Retrieves lists with the lengths of the heavy and light chains.

Parameters:

selected_entries (list) – PDB valid entries.

Returns:

  • heavy (list) – Lengths of the heavy chains. In the context of the prediction stage, this list has one element.

  • light (list) – Lengths of the light chains. In the context of the prediction stage, this list has one element.

  • selected_entries (list) – PDB valid entries. In the context of the prediction stage, this list has one element.

get_max_min_chains()[source]

Returns the longest and shortest possible chains.

initialisation(renew_maps, renew_residues)[source]

Computes the normal mode correlation maps and retrieves lists with the lengths of the heavy and light chains.

Parameters:
  • renew_maps (bool) – Compute all the normal mode correlation maps.

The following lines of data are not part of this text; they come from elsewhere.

//! Error types
//!
//! Defines the closed error taxonomy of the storage core and the errors of
//! the surrounding session layer.

use std::io;

use thiserror::Error;

/// Storage core errors.
///
/// Every failure a storage operation can surface is one of these kinds.
/// Inner components never catch or retry them.
#[derive(Debug, Error)]
pub enum StorageError {
    #[error("User is not authenticated")]
    Unauthenticated,

    #[error("Bucket '{0}' does not exist")]
    BucketMissing(String),

    #[error("Invalid or missing path: {0}")]
    InvalidOrMissingPath(String),

    #[error("Resource not found: {0}")]
    ResourceNotFound(String),

    #[error("Resource already exists: {0}")]
    ResourceAlreadyExists(String),

    #[error("Object store unavailable: {0}")]
    StoreUnavailable(String),
}

/// Errors reported by an object store backend.
#[derive(Debug, Error)]
pub enum StoreError {
    #[error("Object not found: {0}")]
    NotFound(String),

    #[error("Bucket not found: {0}")]
    BucketNotFound(String),

    #[error("{0}")]
    Unavailable(String),
}

impl From<StoreError> for StorageError {
    fn from(error: StoreError) -> Self {
        match error {
            StoreError::NotFound(key) => StorageError::ResourceNotFound(key),
            StoreError::BucketNotFound(bucket) => StorageError::BucketMissing(bucket),
            StoreError::Unavailable(msg) => StorageError::StoreUnavailable(msg),
        }
    }
}

/// Authentication errors raised by the session layer
#[derive(Debug, Error)]
pub enum AuthError {
    #[error("Invalid username: {0}")]
    InvalidUsername(String),

    #[error("User not found: {0}")]
    UserNotFound(String),

    #[error("Invalid password for user: {0}")]
    InvalidPassword(String),

    #[error("Please enter the username first")]
    UsernameRequired,
}

/// Command protocol errors
#[derive(Debug, Error)]
pub enum ProtocolError {
    #[error("Unknown command: {0}")]
    UnknownCommand(String),

    #[error("Malformed command: {0}")]
    Malformed(String),

    #[error("Payload too large: {size} bytes exceeds {limit} bytes")]
    PayloadTooLarge { size: u64, limit: u64 },
}

/// General server error that encompasses all error types
#[derive(Debug, Error)]
pub enum ServerError {
    #[error(transparent)]
    Auth(#[from] AuthError),

    #[error(transparent)]
    Storage(#[from] StorageError),

    #[error(transparent)]
    Protocol(#[from] ProtocolError),

    #[error("I/O error: {0}")]
    Io(#[from] io::Error),
}

impl From<StoreError> for ServerError {
    fn from(error: StoreError) -> Self {
        ServerError::Storage(error.into())
    }
}
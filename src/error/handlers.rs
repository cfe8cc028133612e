//! Error handlers
//!
//! Translates errors into externally visible status codes. This is the only
//! place where an error kind becomes a status.

use log::{error, warn};

use crate::error::types::{ProtocolError, ServerError, StorageError};

/// Log a server error at a level matching its severity
pub fn handle_error(err: &ServerError) {
    match err {
        ServerError::Storage(StorageError::StoreUnavailable(_))
        | ServerError::Storage(StorageError::BucketMissing(_))
        | ServerError::Io(_) => error!("Server error: {}", err),
        _ => warn!("Request failed: {}", err),
    }
}

/// Status code for a storage error. Each kind maps to exactly one code.
pub fn storage_error_status(err: &StorageError) -> u16 {
    match err {
        StorageError::Unauthenticated => 401,
        StorageError::BucketMissing(_) => 500,
        StorageError::InvalidOrMissingPath(_) => 400,
        StorageError::ResourceNotFound(_) => 404,
        StorageError::ResourceAlreadyExists(_) => 409,
        StorageError::StoreUnavailable(_) => 503,
    }
}

/// Convert error to response status code
pub fn error_to_status(err: &ServerError) -> u16 {
    match err {
        ServerError::Auth(_) => 401,
        ServerError::Storage(e) => storage_error_status(e),
        ServerError::Protocol(ProtocolError::UnknownCommand(_)) => 501,
        ServerError::Protocol(ProtocolError::Malformed(_)) => 422,
        ServerError::Protocol(ProtocolError::PayloadTooLarge { .. }) => 413,
        ServerError::Io(_) => 500,
    }
}
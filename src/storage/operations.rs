//! Storage operations
//!
//! Public entry points of the virtual filesystem. Every operation resolves
//! the caller's bucket, normalizes its path arguments and then drives the
//! classifier, enumerator, mover, search and archive components.

use bytes::Bytes;
use log::{info, warn};
use std::sync::Arc;

use crate::auth::Caller;
use crate::error::StorageError;
use crate::gateway::{BucketGateway, ObjectStore};
use crate::storage::archive::archive_directory;
use crate::storage::classifier::{Resource, classify, is_resource_occupied};
use crate::storage::enumerator::{directory_contents, list_children};
use crate::storage::mover;
use crate::storage::paths::{
    directory_descriptor, directory_prefix, file_descriptor, normalize_path, parent_key, split_key,
};
use crate::storage::results::{Download, ResourceDescriptor, UploadFile};
use crate::storage::search;

const DEFAULT_CONTENT_TYPE: &str = "application/octet-stream";
const ZIP_CONTENT_TYPE: &str = "application/zip";

/// Virtual filesystem over per-user buckets
#[derive(Clone)]
pub struct StorageService {
    store: Arc<dyn ObjectStore>,
}

impl StorageService {
    pub fn new(store: Arc<dyn ObjectStore>) -> Self {
        Self { store }
    }

    /// Binds the service to the caller's bucket
    async fn open(&self, caller: &Caller) -> Result<BucketGateway, StorageError> {
        let principal = caller.principal()?;
        BucketGateway::open(self.store.clone(), principal.bucket_name()).await
    }

    /// Describes the file or directory at `path`
    pub async fn resource_info(
        &self,
        caller: &Caller,
        path: &str,
    ) -> Result<ResourceDescriptor, StorageError> {
        info!("resource_info: path '{}'", path);
        let gateway = self.open(caller).await?;
        let key = required_key(path)?;
        let resource = classify(&gateway, &key).await?;
        Ok(resource.describe(gateway.bucket(), &key))
    }

    /// Deletes a file, or a directory with everything below it
    pub async fn remove(&self, caller: &Caller, path: &str) -> Result<(), StorageError> {
        info!("remove: path '{}'", path);
        let gateway = self.open(caller).await?;
        let key = required_key(path)?;

        match classify(&gateway, &key).await? {
            Resource::File { .. } => gateway.remove(&key).await?,
            Resource::Directory => {
                let items = list_children(&gateway, &key, true).await?;
                if items.is_empty() {
                    return Err(StorageError::ResourceNotFound(key));
                }
                for item in &items {
                    gateway.remove(&item.name).await?;
                }
                info!("Removed directory '{}' ({} objects)", key, items.len());
            }
        }
        Ok(())
    }

    /// Moves or renames the resource at `from` to `to`
    pub async fn move_resource(
        &self,
        caller: &Caller,
        from: &str,
        to: &str,
    ) -> Result<ResourceDescriptor, StorageError> {
        info!("move_resource: '{}' -> '{}'", from, to);
        let gateway = self.open(caller).await?;
        let from = required_key(from)?;
        let to = required_key(to)?;
        mover::move_resource(&gateway, &from, &to).await
    }

    /// Finds files and directories whose name contains `query`
    pub async fn search(
        &self,
        caller: &Caller,
        query: &str,
    ) -> Result<Vec<ResourceDescriptor>, StorageError> {
        info!("search: query '{}'", query);
        let gateway = self.open(caller).await?;
        search::search(&gateway, query).await
    }

    /// Stores `files` below the directory `path`.
    ///
    /// Files are handled in order. The first one that conflicts or fails
    /// aborts the upload; files stored before it remain.
    pub async fn upload(
        &self,
        caller: &Caller,
        path: &str,
        files: Vec<UploadFile>,
    ) -> Result<Vec<ResourceDescriptor>, StorageError> {
        info!("upload: path '{}', {} files", path, files.len());
        let gateway = self.open(caller).await?;
        if files.is_empty() {
            return Err(StorageError::InvalidOrMissingPath(
                "no files to upload".to_string(),
            ));
        }

        let directory = directory_prefix(&normalize_path(path));
        let mut uploaded = Vec::with_capacity(files.len());

        for file in files {
            let name = normalize_path(&file.name);
            if name.is_empty() {
                return Err(StorageError::InvalidOrMissingPath(format!(
                    "empty file name in upload to '{}'",
                    path
                )));
            }
            let key = format!("{}{}", directory, name);

            if is_resource_occupied(&gateway, &key).await? {
                warn!("Upload target {} already exists", key);
                return Err(StorageError::ResourceAlreadyExists(key));
            }

            let size = file.body.len() as u64;
            let content_type = file.content_type.as_deref().unwrap_or(DEFAULT_CONTENT_TYPE);
            gateway.put(&key, file.body, content_type).await?;
            info!("Uploaded {} ({} bytes)", key, size);
            uploaded.push(file_descriptor(&key, size));
        }

        Ok(uploaded)
    }

    /// Lists the immediate children of the directory `path`
    pub async fn list_directory(
        &self,
        caller: &Caller,
        path: &str,
    ) -> Result<Vec<ResourceDescriptor>, StorageError> {
        info!("list_directory: path '{}'", path);
        let gateway = self.open(caller).await?;
        directory_contents(&gateway, &normalize_path(path)).await
    }

    /// Creates an empty directory. Its parent must already exist.
    pub async fn create_directory(
        &self,
        caller: &Caller,
        path: &str,
    ) -> Result<ResourceDescriptor, StorageError> {
        info!("create_directory: path '{}'", path);
        let gateway = self.open(caller).await?;
        let key = required_key(path)?;

        if is_resource_occupied(&gateway, &key).await? {
            warn!("Directory {} already exists", key);
            return Err(StorageError::ResourceAlreadyExists(key));
        }

        let parent = parent_key(&key);
        if !classify(&gateway, parent).await?.is_dir() {
            return Err(StorageError::ResourceNotFound(parent.to_string()));
        }

        gateway
            .put(&directory_prefix(&key), Bytes::new(), DEFAULT_CONTENT_TYPE)
            .await?;
        info!("Created directory {}", key);
        Ok(directory_descriptor(&key))
    }

    /// Downloads a file as-is, or a directory as a zip archive
    pub async fn download(&self, caller: &Caller, path: &str) -> Result<Download, StorageError> {
        info!("download: path '{}'", path);
        let gateway = self.open(caller).await?;
        let key = normalize_path(path);
        if key.is_empty() {
            return Err(StorageError::ResourceNotFound(
                "the bucket itself cannot be downloaded".to_string(),
            ));
        }

        let (_, name) = split_key(&key);
        match classify(&gateway, &key).await? {
            Resource::File { .. } => Ok(Download {
                file_name: name.to_string(),
                content_type: DEFAULT_CONTENT_TYPE,
                body: gateway.get(&key).await?,
            }),
            Resource::Directory => Ok(Download {
                file_name: format!("{}.zip", name),
                content_type: ZIP_CONTENT_TYPE,
                body: archive_directory(&gateway, &key).await?,
            }),
        }
    }
}

/// Normalizes a path that must not denote the bucket root
fn required_key(path: &str) -> Result<String, StorageError> {
    let key = normalize_path(path);
    if key.is_empty() {
        warn!("Path '{}' is empty or the bucket root", path);
        return Err(StorageError::InvalidOrMissingPath(path.to_string()));
    }
    Ok(key)
}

  • renew_residues (bool) – Retrieve the lists of residues for each entry.

Returns:

  • heavy (list) – Lengths of the heavy chains.

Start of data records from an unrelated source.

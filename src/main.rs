//! Cloud storage server - Entry Point
//!
//! Serves per-user virtual filesystems on top of an S3-compatible object store.

use log::{error, info};
use std::process;
use std::sync::Arc;

use cloud_storage::auth::Accounts;
use cloud_storage::config::{ServerConfig, StoreBackend};
use cloud_storage::error::StoreError;
use cloud_storage::gateway::{MemoryStore, ObjectStore, S3Store};
use cloud_storage::{Server, StorageService};

/// Builds the configured object store.
///
/// The in-memory store has no registration flow, so every configured
/// account's bucket is created up front.
async fn build_store(
    config: &ServerConfig,
    accounts: &Accounts,
) -> Result<Arc<dyn ObjectStore>, StoreError> {
    match config.store.backend {
        StoreBackend::Memory => {
            let store = MemoryStore::new();
            for principal in accounts.principals() {
                let bucket = principal.bucket_name();
                info!("Provisioning bucket {} for {}", bucket, principal.username());
                store.create_bucket(&bucket).await;
            }
            Ok(Arc::new(store))
        }
        StoreBackend::S3 => {
            info!("Using object store at {}", config.store.endpoint);
            Ok(Arc::new(S3Store::new(&config.store)?))
        }
    }
}

#[tokio::main]
async fn main() {
    // Initialize the logger (env_logger picks up RUST_LOG environment variable)
    env_logger::init();

    info!("Launching cloud storage server...");

    let config = match ServerConfig::load() {
        Ok(config) => config,
        Err(e) => {
            error!("Invalid configuration: {}", e);
            process::exit(1);
        }
    };

    let accounts = Accounts::new(&config.accounts);
    let store = match build_store(&config, &accounts).await {
        Ok(store) => store,
        Err(e) => {
            error!("Failed to initialise object store: {}", e);
            process::exit(1);
        }
    };

    let server = match Server::new(&config, StorageService::new(store), accounts).await {
        Ok(server) => server,
        Err(e) => {
            error!("Server startup failed: {}", e);
            process::exit(1);
        }
    };
    server.start().await;
}
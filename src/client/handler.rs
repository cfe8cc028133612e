//! Client session loop

use log::{debug, error, info, warn};
use std::io;
use std::net::SocketAddr;
use std::sync::Arc;
use tokio::io::{AsyncBufReadExt, AsyncRead, AsyncWrite, AsyncWriteExt, BufReader};
use tokio::net::TcpStream;

use crate::client::{Client, SessionContext};
use crate::error::{ProtocolError, ServerError};
use crate::gateway::ObjectBody;
use crate::protocol::responses::{READY, message_response};
use crate::protocol::{CommandStatus, error_result, handle_command, parse_command};

/// Serves one TCP connection until the client quits or disconnects.
pub async fn handle_client(stream: TcpStream, client_addr: SocketAddr, context: Arc<SessionContext>) {
    let (read_half, write_half) = stream.into_split();
    if let Err(e) = serve(read_half, write_half, client_addr, &context).await {
        warn!("Session with {} ended with error: {}", client_addr, e);
    }
    info!("Client {} disconnected", client_addr);
}

/// Runs the command loop over any byte stream.
///
/// - Greets the client, then reads one command per line.
/// - Lines longer than the configured limit are rejected without parsing.
/// - A reply line is written for every command; downloads append their
///   raw bytes after it.
pub async fn serve<R, W>(
    reader: R,
    mut writer: W,
    client_addr: SocketAddr,
    context: &SessionContext,
) -> Result<(), ServerError>
where
    R: AsyncRead + Unpin,
    W: AsyncWrite + Unpin,
{
    let mut reader = BufReader::new(reader);
    let mut client = Client::new();
    let mut line = String::new();

    writer
        .write_all(message_response(READY, "Cloud storage server ready").as_bytes())
        .await?;
    writer.flush().await?;

    loop {
        line.clear();
        let n = match reader.read_line(&mut line).await {
            Ok(n) => n,
            Err(e) => {
                error!("Failed to read from {}: {}", client_addr, e);
                return Err(e.into());
            }
        };
        if n == 0 {
            info!("Connection closed by client {}", client_addr);
            return Ok(());
        }

        let mut result = if line.len() > context.max_command_length {
            error_result(
                ProtocolError::Malformed(format!(
                    "command exceeds {} bytes",
                    context.max_command_length
                ))
                .into(),
            )
        } else {
            match parse_command(&line) {
                Ok(command) => {
                    info!("Received from {}: {:?}", client_addr, command);
                    handle_command(&mut client, command, context, &mut reader).await
                }
                Err(e) => error_result(e.into()),
            }
        };

        if let Some(msg) = &result.message {
            writer.write_all(msg.as_bytes()).await?;
        }
        if let Some(payload) = result.payload.take() {
            send_payload(payload, &mut writer, client_addr).await?;
        }
        writer.flush().await?;

        if result.status == CommandStatus::CloseConnection {
            info!("Closing session with {}", client_addr);
            return Ok(());
        }
    }
}

/// Streams a download body to the client.
///
/// The reply line already announced `payload.size` bytes; a body that ends
/// early leaves the client unable to resynchronize, so the session ends.
async fn send_payload<W>(
    payload: ObjectBody,
    writer: &mut W,
    client_addr: SocketAddr,
) -> Result<(), ServerError>
where
    W: AsyncWrite + Unpin,
{
    let expected = payload.size;
    let sent = tokio::io::copy(&mut payload.into_reader(), writer).await?;
    if sent != expected {
        error!(
            "Download to {} ended after {} of {} bytes",
            client_addr, sent, expected
        );
        return Err(io::Error::new(
            io::ErrorKind::UnexpectedEof,
            format!("body ended after {} of {} bytes", sent, expected),
        )
        .into());
    }
    debug!("Sent {} bytes to {}", sent, client_addr);
    Ok(())
}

  • light (list) – Lengths of the light chains.

  • selected_entries (list) – PDB valid entries.

load_test_image()[source]

Returns a test normal mode correlation map which is masked according to the existing residues in the training set.

load_training_images()[source]

Returns the input/output pairs of the model and their corresponding labels.

Module contents

This subpackage contains preprocessing classes and functions.